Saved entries

▽

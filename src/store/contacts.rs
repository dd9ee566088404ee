//! Contact submission storage

use sqlx::PgPool;
use uuid::Uuid;

use crate::domain::{ContactStatus, ContactSubmission, CreateContactRequest, GroupCount};

const COLUMNS: &str = "id, name, email, phone, project_type, message, status, created_at, updated_at";

/// List submissions, newest first, optionally filtered by status.
pub async fn list(
    db: &PgPool,
    status: Option<ContactStatus>,
    limit: Option<i64>,
) -> Result<Vec<ContactSubmission>, sqlx::Error> {
    let query = format!(
        r#"
        SELECT {COLUMNS}
        FROM contact_submissions
        WHERE ($1::contact_status IS NULL OR status = $1)
        ORDER BY created_at DESC
        LIMIT $2
        "#
    );

    sqlx::query_as::<_, ContactSubmission>(&query)
        .bind(status)
        .bind(limit)
        .fetch_all(db)
        .await
}

pub async fn get(db: &PgPool, id: Uuid) -> Result<Option<ContactSubmission>, sqlx::Error> {
    let query = format!("SELECT {COLUMNS} FROM contact_submissions WHERE id = $1");

    sqlx::query_as::<_, ContactSubmission>(&query)
        .bind(id)
        .fetch_optional(db)
        .await
}

/// Insert a validated submission; new rows always start in status `new`.
pub async fn create(
    db: &PgPool,
    req: &CreateContactRequest,
) -> Result<ContactSubmission, sqlx::Error> {
    let query = format!(
        r#"
        INSERT INTO contact_submissions (id, name, email, phone, project_type, message)
        VALUES ($1, $2, $3, $4, $5, $6)
        RETURNING {COLUMNS}
        "#
    );

    sqlx::query_as::<_, ContactSubmission>(&query)
        .bind(Uuid::new_v4())
        .bind(&req.name)
        .bind(&req.email)
        .bind(&req.phone)
        .bind(&req.project_type)
        .bind(&req.message)
        .fetch_one(db)
        .await
}

/// Set the lifecycle status. Returns `None` for an unknown id.
pub async fn update_status(
    db: &PgPool,
    id: Uuid,
    status: ContactStatus,
) -> Result<Option<ContactSubmission>, sqlx::Error> {
    let query = format!(
        r#"
        UPDATE contact_submissions
        SET status = $2, updated_at = NOW()
        WHERE id = $1
        RETURNING {COLUMNS}
        "#
    );

    sqlx::query_as::<_, ContactSubmission>(&query)
        .bind(id)
        .bind(status)
        .fetch_optional(db)
        .await
}

/// Delete a submission. Returns `false` for an unknown id.
pub async fn delete(db: &PgPool, id: Uuid) -> Result<bool, sqlx::Error> {
    let result = sqlx::query("DELETE FROM contact_submissions WHERE id = $1")
        .bind(id)
        .execute(db)
        .await?;
    Ok(result.rows_affected() > 0)
}

pub async fn count(db: &PgPool) -> Result<i64, sqlx::Error> {
    sqlx::query_scalar("SELECT COUNT(*) FROM contact_submissions")
        .fetch_one(db)
        .await
}

pub async fn count_with_status(
    db: &PgPool,
    status: ContactStatus,
) -> Result<i64, sqlx::Error> {
    sqlx::query_scalar("SELECT COUNT(*) FROM contact_submissions WHERE status = $1")
        .bind(status)
        .fetch_one(db)
        .await
}

/// Submission counts grouped by lifecycle status.
pub async fn count_by_status(db: &PgPool) -> Result<Vec<GroupCount>, sqlx::Error> {
    sqlx::query_as::<_, GroupCount>(
        r#"
        SELECT status::text AS "group", COUNT(*) AS count
        FROM contact_submissions
        GROUP BY status
        ORDER BY status
        "#,
    )
    .fetch_all(db)
    .await
}

/// The most recently received submissions.
pub async fn recent(db: &PgPool, limit: i64) -> Result<Vec<ContactSubmission>, sqlx::Error> {
    let query = format!(
        "SELECT {COLUMNS} FROM contact_submissions ORDER BY created_at DESC LIMIT $1"
    );

    sqlx::query_as::<_, ContactSubmission>(&query)
        .bind(limit)
        .fetch_all(db)
        .await
}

△

Work required
Your task is to transcribe each record faithfully and in full.

Worked solution
filename src/store/contacts.rs
repository dd9ee566088404ee
//! Contact submission storage

use sqlx::PgPool;
use uuid::Uuid;

use crate::domain::{ContactStatus, ContactSubmission, CreateContactRequest, GroupCount};

const COLUMNS: &str = "id, name, email, phone, project_type, message, status, created_at, updated_at";

/// List submissions, newest first, optionally filtered by status.
pub async fn list(
    db: &PgPool,
    status: Option<ContactStatus>,
    limit: Option<i64>,
) -> Result<Vec<ContactSubmission>, sqlx::Error> {
    let query = format!(
        r#"
        SELECT {COLUMNS}
        FROM contact_submissions
        WHERE ($1::contact_status IS NULL OR status = $1)
        ORDER BY created_at DESC
        LIMIT $2
        "#
    );

    sqlx::query_as::<_, ContactSubmission>(&query)
        .bind(status)
        .bind(limit)
        .fetch_all(db)
        .await
}

pub async fn get(db: &PgPool, id: Uuid) -> Result<Option<ContactSubmission>, sqlx::Error> {
    let query = format!("SELECT {COLUMNS} FROM contact_submissions WHERE id = $1");

    sqlx::query_as::<_, ContactSubmission>(&query)
        .bind(id)
        .fetch_optional(db)
        .await
}

/// Insert a validated submission; new rows always start in status `new`.
pub async fn create(
    db: &PgPool,
    req: &CreateContactRequest,
) -> Result<ContactSubmission, sqlx::Error> {
    let query = format!(
        r#"
        INSERT INTO contact_submissions (id, name, email, phone, project_type, message)
        VALUES ($1, $2, $3, $4, $5, $6)
        RETURNING {COLUMNS}
        "#
    );

    sqlx::query_as::<_, ContactSubmission>(&query)
        .bind(Uuid::new_v4())
        .bind(&req.name)
        .bind(&req.email)
        .bind(&req.phone)
        .bind(&req.project_type)
        .bind(&req.message)
        .fetch_one(db)
        .await
}

/// Set the lifecycle status. Returns `None` for an unknown id.
pub async fn update_status(
    db: &PgPool,
    id: Uuid,
    status: ContactStatus,
) -> Result<Option<ContactSubmission>, sqlx::Error> {
    let query = format!(
        r#"
        UPDATE contact_submissions
        SET status = $2, updated_at = NOW()
        WHERE id = $1
        RETURNING {COLUMNS}
        "#
    );

    sqlx::query_as::<_, ContactSubmission>(&query)
        .bind(id)
        .bind(status)
        .fetch_optional(db)
        .await
}

/// Delete a submission. Returns `false` for an unknown id.
pub async fn delete(db: &PgPool, id: Uuid) -> Result<bool, sqlx::Error> {
    let result = sqlx::query("DELETE FROM contact_submissions WHERE id = $1")
        .bind(id)
        .execute(db)
        .await?;
    Ok(result.rows_affected() > 0)
}

pub async fn count(db: &PgPool) -> Result<i64, sqlx::Error> {
    sqlx::query_scalar("SELECT COUNT(*) FROM contact_submissions")
        .fetch_one(db)
        .await
}

pub async fn count_with_status(
    db: &PgPool,
    status: ContactStatus,
) -> Result<i64, sqlx::Error> {
    sqlx::query_scalar("SELECT COUNT(*) FROM contact_submissions WHERE status = $1")
        .bind(status)
        .fetch_one(db)
        .await
}

/// Submission counts grouped by lifecycle status.
pub async fn count_by_status(db: &PgPool) -> Result<Vec<GroupCount>, sqlx::Error> {
    sqlx::query_as::<_, GroupCount>(
        r#"
        SELECT status::text AS "group", COUNT(*) AS count
        FROM contact_submissions
        GROUP BY status
        ORDER BY status
        "#,
    )
    .fetch_all(db)
    .await
}

/// The most recently received submissions.
pub async fn recent(db: &PgPool, limit: i64) -> Result<Vec<ContactSubmission>, sqlx::Error> {
    let query = format!(
        "SELECT {COLUMNS} FROM contact_submissions ORDER BY created_at DESC LIMIT $1"
    );

    sqlx::query_as::<_, ContactSubmission>(&query)
        .bind(limit)
        .fetch_all(db)
        .await
}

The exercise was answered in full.